(Beginning of Supplied data)

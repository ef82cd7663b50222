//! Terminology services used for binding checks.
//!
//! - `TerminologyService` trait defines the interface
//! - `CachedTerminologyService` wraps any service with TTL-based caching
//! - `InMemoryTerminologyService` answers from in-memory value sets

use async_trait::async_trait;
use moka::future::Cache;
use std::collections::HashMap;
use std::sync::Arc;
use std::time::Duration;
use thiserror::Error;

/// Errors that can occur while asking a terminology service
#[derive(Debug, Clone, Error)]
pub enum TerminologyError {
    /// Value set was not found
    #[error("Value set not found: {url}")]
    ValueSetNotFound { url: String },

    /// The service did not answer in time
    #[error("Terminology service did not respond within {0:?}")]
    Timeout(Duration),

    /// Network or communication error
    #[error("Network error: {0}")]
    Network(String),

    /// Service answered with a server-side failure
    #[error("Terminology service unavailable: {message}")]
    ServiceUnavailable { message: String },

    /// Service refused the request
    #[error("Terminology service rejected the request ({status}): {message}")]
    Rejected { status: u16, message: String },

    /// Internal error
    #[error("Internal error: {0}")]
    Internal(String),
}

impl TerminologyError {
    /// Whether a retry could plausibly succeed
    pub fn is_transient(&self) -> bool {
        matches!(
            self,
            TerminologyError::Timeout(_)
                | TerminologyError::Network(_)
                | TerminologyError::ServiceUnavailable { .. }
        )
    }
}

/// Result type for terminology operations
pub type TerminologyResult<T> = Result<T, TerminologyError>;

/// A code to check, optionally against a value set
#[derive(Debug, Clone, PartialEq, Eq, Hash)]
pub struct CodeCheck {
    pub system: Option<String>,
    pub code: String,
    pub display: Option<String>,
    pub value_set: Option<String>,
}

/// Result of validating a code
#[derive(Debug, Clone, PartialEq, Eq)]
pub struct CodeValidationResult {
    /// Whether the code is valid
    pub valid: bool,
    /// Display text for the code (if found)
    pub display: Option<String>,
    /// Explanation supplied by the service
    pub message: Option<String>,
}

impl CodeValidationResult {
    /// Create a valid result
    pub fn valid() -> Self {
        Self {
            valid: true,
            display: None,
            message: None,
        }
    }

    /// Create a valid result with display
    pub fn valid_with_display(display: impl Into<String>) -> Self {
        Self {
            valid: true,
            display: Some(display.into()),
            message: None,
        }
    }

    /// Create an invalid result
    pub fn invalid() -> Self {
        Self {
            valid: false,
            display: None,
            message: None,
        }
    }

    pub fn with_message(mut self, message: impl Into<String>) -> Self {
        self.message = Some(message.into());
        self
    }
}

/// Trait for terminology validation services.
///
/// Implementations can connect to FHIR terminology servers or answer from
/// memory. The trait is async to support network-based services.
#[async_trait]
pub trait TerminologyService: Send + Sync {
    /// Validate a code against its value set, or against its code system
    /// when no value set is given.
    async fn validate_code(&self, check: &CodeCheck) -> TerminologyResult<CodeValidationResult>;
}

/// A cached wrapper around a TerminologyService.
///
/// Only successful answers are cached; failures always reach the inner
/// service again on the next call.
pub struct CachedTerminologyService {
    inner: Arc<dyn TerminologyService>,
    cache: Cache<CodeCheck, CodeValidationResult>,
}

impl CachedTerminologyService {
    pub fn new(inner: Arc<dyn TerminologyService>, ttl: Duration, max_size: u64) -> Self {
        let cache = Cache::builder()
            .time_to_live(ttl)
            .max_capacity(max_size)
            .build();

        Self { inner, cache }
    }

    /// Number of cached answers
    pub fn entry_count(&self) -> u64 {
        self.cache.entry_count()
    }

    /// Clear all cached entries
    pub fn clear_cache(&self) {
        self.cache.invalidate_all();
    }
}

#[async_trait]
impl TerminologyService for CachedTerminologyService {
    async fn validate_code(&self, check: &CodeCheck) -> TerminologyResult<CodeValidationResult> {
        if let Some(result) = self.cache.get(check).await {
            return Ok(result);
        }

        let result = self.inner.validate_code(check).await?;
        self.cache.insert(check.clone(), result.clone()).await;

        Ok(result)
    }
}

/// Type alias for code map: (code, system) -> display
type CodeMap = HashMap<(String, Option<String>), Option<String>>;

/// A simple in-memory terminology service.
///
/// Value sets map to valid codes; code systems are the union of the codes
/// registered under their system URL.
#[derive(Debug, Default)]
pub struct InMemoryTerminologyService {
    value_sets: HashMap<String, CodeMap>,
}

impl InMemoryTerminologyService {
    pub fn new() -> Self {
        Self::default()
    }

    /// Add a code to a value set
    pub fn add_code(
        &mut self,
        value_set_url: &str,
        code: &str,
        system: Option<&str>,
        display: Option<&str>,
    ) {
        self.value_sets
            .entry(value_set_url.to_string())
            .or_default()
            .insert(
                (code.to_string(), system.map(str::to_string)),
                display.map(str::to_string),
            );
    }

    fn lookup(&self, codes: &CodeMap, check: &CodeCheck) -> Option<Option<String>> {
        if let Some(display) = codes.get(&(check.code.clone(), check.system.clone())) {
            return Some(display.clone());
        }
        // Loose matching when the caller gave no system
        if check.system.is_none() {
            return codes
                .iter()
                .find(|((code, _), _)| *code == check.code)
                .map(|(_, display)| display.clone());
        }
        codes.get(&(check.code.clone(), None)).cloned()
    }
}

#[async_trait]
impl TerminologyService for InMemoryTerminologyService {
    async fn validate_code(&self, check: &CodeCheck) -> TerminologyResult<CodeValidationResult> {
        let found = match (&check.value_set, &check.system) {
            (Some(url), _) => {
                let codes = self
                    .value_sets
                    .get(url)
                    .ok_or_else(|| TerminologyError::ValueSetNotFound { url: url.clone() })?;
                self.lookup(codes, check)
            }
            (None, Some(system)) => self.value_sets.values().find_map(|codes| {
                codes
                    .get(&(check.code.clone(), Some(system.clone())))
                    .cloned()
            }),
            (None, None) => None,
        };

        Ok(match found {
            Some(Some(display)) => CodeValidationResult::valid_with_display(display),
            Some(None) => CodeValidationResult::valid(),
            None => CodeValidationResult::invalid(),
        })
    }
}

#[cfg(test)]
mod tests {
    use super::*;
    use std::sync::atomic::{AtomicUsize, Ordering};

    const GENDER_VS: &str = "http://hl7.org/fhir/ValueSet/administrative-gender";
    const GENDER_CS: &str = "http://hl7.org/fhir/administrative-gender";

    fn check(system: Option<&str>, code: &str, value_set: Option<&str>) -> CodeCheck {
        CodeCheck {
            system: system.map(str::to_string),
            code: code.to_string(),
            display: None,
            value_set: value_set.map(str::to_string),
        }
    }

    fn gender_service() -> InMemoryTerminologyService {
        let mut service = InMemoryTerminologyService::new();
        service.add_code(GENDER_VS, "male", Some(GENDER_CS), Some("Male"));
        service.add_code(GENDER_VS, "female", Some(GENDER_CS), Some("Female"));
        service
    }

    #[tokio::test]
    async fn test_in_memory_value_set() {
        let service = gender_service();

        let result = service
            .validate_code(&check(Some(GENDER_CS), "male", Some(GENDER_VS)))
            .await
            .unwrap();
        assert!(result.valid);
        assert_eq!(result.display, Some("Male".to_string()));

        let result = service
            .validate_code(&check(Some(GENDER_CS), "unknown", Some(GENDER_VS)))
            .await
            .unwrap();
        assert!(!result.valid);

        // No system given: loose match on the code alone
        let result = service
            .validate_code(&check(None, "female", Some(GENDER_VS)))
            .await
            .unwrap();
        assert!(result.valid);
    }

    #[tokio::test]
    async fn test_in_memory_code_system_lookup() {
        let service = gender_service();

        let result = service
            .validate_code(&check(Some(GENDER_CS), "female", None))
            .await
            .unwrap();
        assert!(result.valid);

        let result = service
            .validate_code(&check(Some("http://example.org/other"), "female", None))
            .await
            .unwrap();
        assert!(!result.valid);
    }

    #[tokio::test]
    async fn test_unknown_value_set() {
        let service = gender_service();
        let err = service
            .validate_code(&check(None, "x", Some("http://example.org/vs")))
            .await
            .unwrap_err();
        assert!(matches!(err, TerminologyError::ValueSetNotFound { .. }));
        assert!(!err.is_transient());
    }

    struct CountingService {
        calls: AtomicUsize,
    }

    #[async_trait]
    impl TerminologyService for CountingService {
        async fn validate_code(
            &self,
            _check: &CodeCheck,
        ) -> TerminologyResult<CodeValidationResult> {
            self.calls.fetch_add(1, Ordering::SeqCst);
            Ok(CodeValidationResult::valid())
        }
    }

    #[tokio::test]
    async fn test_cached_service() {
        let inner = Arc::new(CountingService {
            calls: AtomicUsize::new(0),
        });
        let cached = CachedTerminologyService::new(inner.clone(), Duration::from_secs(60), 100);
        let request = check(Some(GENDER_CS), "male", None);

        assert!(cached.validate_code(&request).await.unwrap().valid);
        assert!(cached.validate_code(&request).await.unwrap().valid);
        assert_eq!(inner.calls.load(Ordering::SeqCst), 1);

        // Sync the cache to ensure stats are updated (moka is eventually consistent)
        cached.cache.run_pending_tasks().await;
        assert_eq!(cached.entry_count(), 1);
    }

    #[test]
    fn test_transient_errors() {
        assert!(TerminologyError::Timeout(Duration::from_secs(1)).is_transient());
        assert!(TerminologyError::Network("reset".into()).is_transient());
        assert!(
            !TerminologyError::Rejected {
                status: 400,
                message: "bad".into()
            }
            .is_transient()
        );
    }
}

(End of Supplied data)

Exercise prompt:
Report the number of lines above that hold "TerminologyError", and leave out everything else.

Reply:
11